§ Aim of the exercise:
Tell me how many lines in the entries below contain the word "SearchHook"; reply with the number and nothing else.

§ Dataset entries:
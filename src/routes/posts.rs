use actix_web::{web, HttpResponse};
use chrono::{SecondsFormat, Utc};
use sea_orm::{ActiveModelTrait, ConnectionTrait, DatabaseConnection, EntityTrait, ModelTrait, Set};
use serde::{Deserialize, Serialize};
use serde_json::json;

use crate::auth::AuthUser;
use crate::entity::post;
use crate::error::AppError;
use crate::pagination::{to_collection_dict, Collection, PageQuery};
use crate::permission::{user_can, Permission};
use crate::routes::{created, db_error, map_commit_error};
use crate::search::{reindex, search, SearchIndex};
use crate::session::{CommitHooks, Session};
use crate::social;

const BODY_MAX_CHARS: usize = 140;

pub fn config(cfg: &mut web::ServiceConfig) {
    cfg.service(web::resource("").route(web::post().to(create)))
        .service(web::resource("/feed").route(web::get().to(feed)))
        .service(web::resource("/search").route(web::get().to(search_posts)))
        .service(web::resource("/reindex").route(web::post().to(reindex_posts)))
        .service(
            web::resource("/{id:\\d+}")
                .route(web::get().to(get))
                .route(web::put().to(update))
                .route(web::delete().to(delete)),
        );
}

#[derive(Deserialize)]
struct PostRequest {
    body: Option<String>,
    language: Option<String>,
}

#[derive(Deserialize)]
struct SearchQuery {
    q: Option<String>,
    #[serde(flatten)]
    paging: PageQuery,
}

#[derive(Serialize)]
pub struct PostDto {
    id: i32,
    body: String,
    timestamp: String,
    language: Option<String>,
    user_id: i32,
}

pub fn to_post_dto(model: post::Model) -> PostDto {
    PostDto {
        id: model.id,
        body: model.body,
        timestamp: model.timestamp.to_rfc3339_opts(SecondsFormat::Micros, true),
        language: model.language,
        user_id: model.user_id,
    }
}

fn check_body(body: Option<String>) -> Result<String, AppError> {
    let body = body.unwrap_or_default();
    let len = body.trim().chars().count();
    if len == 0 || body.chars().count() > BODY_MAX_CHARS {
        return Err(AppError::bad_request("body must be between 1 and 140 characters"));
    }
    Ok(body)
}

async fn create(
    db: web::Data<DatabaseConnection>,
    hooks: web::Data<CommitHooks>,
    auth: AuthUser,
    payload: web::Json<PostRequest>,
) -> Result<HttpResponse, AppError> {
    let data = payload.into_inner();
    let body = check_body(data.body)?;

    let mut session = Session::begin(db.get_ref()).await.map_err(db_error("begin"))?;
    let model = post::ActiveModel {
        body: Set(body),
        timestamp: Set(Utc::now()),
        user_id: Set(auth.user_id),
        language: Set(data.language),
        ..Default::default()
    }
    .insert(&*session)
    .await
    .map_err(db_error("insert post"))?;
    session.added(&model);
    session.commit(&hooks).await.map_err(map_commit_error)?;

    Ok(created(format!("/api/posts/{}", model.id), &to_post_dto(model)))
}

async fn get(
    db: web::Data<DatabaseConnection>,
    _auth: AuthUser,
    path: web::Path<i32>,
) -> Result<HttpResponse, AppError> {
    let model = find(db.get_ref(), *path).await?;
    Ok(HttpResponse::Ok().json(to_post_dto(model)))
}

async fn update(
    db: web::Data<DatabaseConnection>,
    hooks: web::Data<CommitHooks>,
    auth: AuthUser,
    path: web::Path<i32>,
    payload: web::Json<PostRequest>,
) -> Result<HttpResponse, AppError> {
    let current = find(db.get_ref(), *path).await?;
    if current.user_id != auth.user_id {
        return Err(AppError::forbidden());
    }
    let data = payload.into_inner();

    let mut session = Session::begin(db.get_ref()).await.map_err(db_error("begin"))?;
    let mut active: post::ActiveModel = current.into();
    if data.body.is_some() {
        active.body = Set(check_body(data.body)?);
    }
    if let Some(language) = data.language {
        active.language = Set(Some(language));
    }
    let model = active.update(&*session).await.map_err(db_error("update post"))?;
    session.updated(&model);
    session.commit(&hooks).await.map_err(map_commit_error)?;

    Ok(HttpResponse::Ok().json(to_post_dto(model)))
}

async fn delete(
    db: web::Data<DatabaseConnection>,
    hooks: web::Data<CommitHooks>,
    auth: AuthUser,
    path: web::Path<i32>,
) -> Result<HttpResponse, AppError> {
    let current = find(db.get_ref(), *path).await?;
    if current.user_id != auth.user_id {
        return Err(AppError::forbidden());
    }

    let mut session = Session::begin(db.get_ref()).await.map_err(db_error("begin"))?;
    session.deleted(&current);
    current.delete(&*session).await.map_err(db_error("delete post"))?;
    session.commit(&hooks).await.map_err(map_commit_error)?;

    Ok(HttpResponse::NoContent().finish())
}

async fn feed(
    db: web::Data<DatabaseConnection>,
    auth: AuthUser,
    query: web::Query<PageQuery>,
) -> Result<HttpResponse, AppError> {
    let page = to_collection_dict(
        db.get_ref(),
        social::followed_posts(auth.user_id),
        query.page(),
        query.per_page(),
        "/api/posts/feed",
        &[],
    )
    .await
    .map_err(db_error("feed"))?;
    Ok(HttpResponse::Ok().json(page.map(to_post_dto)))
}

async fn search_posts(
    db: web::Data<DatabaseConnection>,
    index: web::Data<dyn SearchIndex>,
    _auth: AuthUser,
    query: web::Query<SearchQuery>,
) -> Result<HttpResponse, AppError> {
    let q = query
        .q
        .as_deref()
        .map(str::trim)
        .filter(|q| !q.is_empty())
        .ok_or_else(|| AppError::bad_request("must include a q parameter"))?;
    let (page, per_page) = (query.paging.page(), query.paging.per_page());
    let (rows, total) = search::<post::Model, _>(db.get_ref(), index.get_ref(), q, page, per_page).await?;
    let items = rows.into_iter().map(to_post_dto).collect();
    let extra = [("q", q.to_string())];
    Ok(HttpResponse::Ok().json(Collection::new(items, page, per_page, total, "/api/posts/search", &extra)))
}

async fn reindex_posts(
    db: web::Data<DatabaseConnection>,
    index: web::Data<dyn SearchIndex>,
    auth: AuthUser,
) -> Result<HttpResponse, AppError> {
    let allowed = user_can(db.get_ref(), &auth.user, Permission::ADMIN)
        .await
        .map_err(db_error("permission check"))?;
    if !allowed {
        return Err(AppError::forbidden());
    }
    let indexed = reindex::<post::Model, _>(db.get_ref(), index.get_ref()).await?;
    Ok(HttpResponse::Ok().json(json!({ "indexed": indexed })))
}

async fn find<C: ConnectionTrait>(db: &C, id: i32) -> Result<post::Model, AppError> {
    post::Entity::find_by_id(id)
        .one(db)
        .await
        .map_err(db_error("find post"))?
        .ok_or_else(AppError::not_found)
}
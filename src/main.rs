#[cfg(test)]
#[macro_use]
mod test_support;

mod auth;
mod config;
mod db;
mod entity;
mod error;
mod jobs;
mod pagination;
mod permission;
mod response;
mod routes;
mod search;
mod session;
mod social;

use std::io;
use std::sync::Arc;

use actix_web::{middleware, web, App, HttpServer};
use config::AppConfig;
use db::connect_db;
use jobs::{JobQueue, RedisJobQueue};
use log::info;
use response::json_error_handler;
use search::{index_from_config, SearchHook};
use session::CommitHooks;

#[actix_web::main]
async fn main() -> io::Result<()> {
    dotenvy::dotenv().ok();
    env_logger::init();
    let config = AppConfig::from_env();
    let db = connect_db(&config)
        .await
        .map_err(|e| io::Error::new(io::ErrorKind::Other, format!("database connect failed: {}", e)))?;
    permission::insert_roles(&db)
        .await
        .map_err(|e| io::Error::new(io::ErrorKind::Other, format!("role seeding failed: {}", e)))?;

    let index = index_from_config(&config);
    let mut hooks = CommitHooks::new();
    hooks.register(Arc::new(SearchHook::new(index.clone())));
    let queue: Arc<dyn JobQueue> = Arc::new(
        RedisJobQueue::new(&config.redis_url)
            .map_err(|e| io::Error::new(io::ErrorKind::Other, format!("job queue setup failed: {}", e)))?,
    );
    let server_port = config.server_port;

    let server = HttpServer::new(move || {
        App::new()
            .app_data(web::Data::new(config.clone()))
            .app_data(web::Data::new(db.clone()))
            .app_data(web::Data::new(hooks.clone()))
            .app_data(web::Data::from(index.clone()))
            .app_data(web::Data::from(queue.clone()))
            .app_data(web::JsonConfig::default().error_handler(json_error_handler))
            .wrap(middleware::Logger::default())
            .wrap(middleware::from_fn(routes::cors::cors_handler))
            .configure(routes::config)
    })
    .bind(("0.0.0.0", server_port))?;
    info!("server started at http://0.0.0.0:{}", server_port);
    server.run().await
}
use sea_orm::entity::prelude::*;

#[derive(Clone, Debug, PartialEq, DeriveEntityModel)]
#[sea_orm(table_name = "t_message")]
pub struct Model {
    #[sea_orm(primary_key)]
    pub id: i32,
    pub sender_id: i32,
    pub recipient_id: i32,
    pub body: String,
    pub timestamp: DateTimeUtc,
}

#[derive(Copy, Clone, Debug, EnumIter, DeriveRelation)]
pub enum Relation {
    #[sea_orm(
        belongs_to = "super::user::Entity",
        from = "Column::SenderId",
        to = "super::user::Column::Id"
    )]
    Sender,
    #[sea_orm(
        belongs_to = "super::user::Entity",
        from = "Column::RecipientId",
        to = "super::user::Column::Id"
    )]
    Recipient,
}

impl ActiveModelBehavior for ActiveModel {}
use sea_orm::entity::prelude::*;

#[derive(Clone, Debug, PartialEq, DeriveEntityModel)]
#[sea_orm(table_name = "t_titulo_user")]
pub struct Model {
    #[sea_orm(primary_key, auto_increment = false)]
    pub titulo_id: i32,
    #[sea_orm(primary_key, auto_increment = false)]
    pub user_id: i32,
}

#[derive(Copy, Clone, Debug, EnumIter, DeriveRelation)]
pub enum Relation {
    #[sea_orm(
        belongs_to = "super::titulo::Entity",
        from = "Column::TituloId",
        to = "super::titulo::Column::Id"
    )]
    Titulo,
    #[sea_orm(
        belongs_to = "super::user::Entity",
        from = "Column::UserId",
        to = "super::user::Column::Id"
    )]
    User,
}

impl ActiveModelBehavior for ActiveModel {}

§ Solution for this task:
2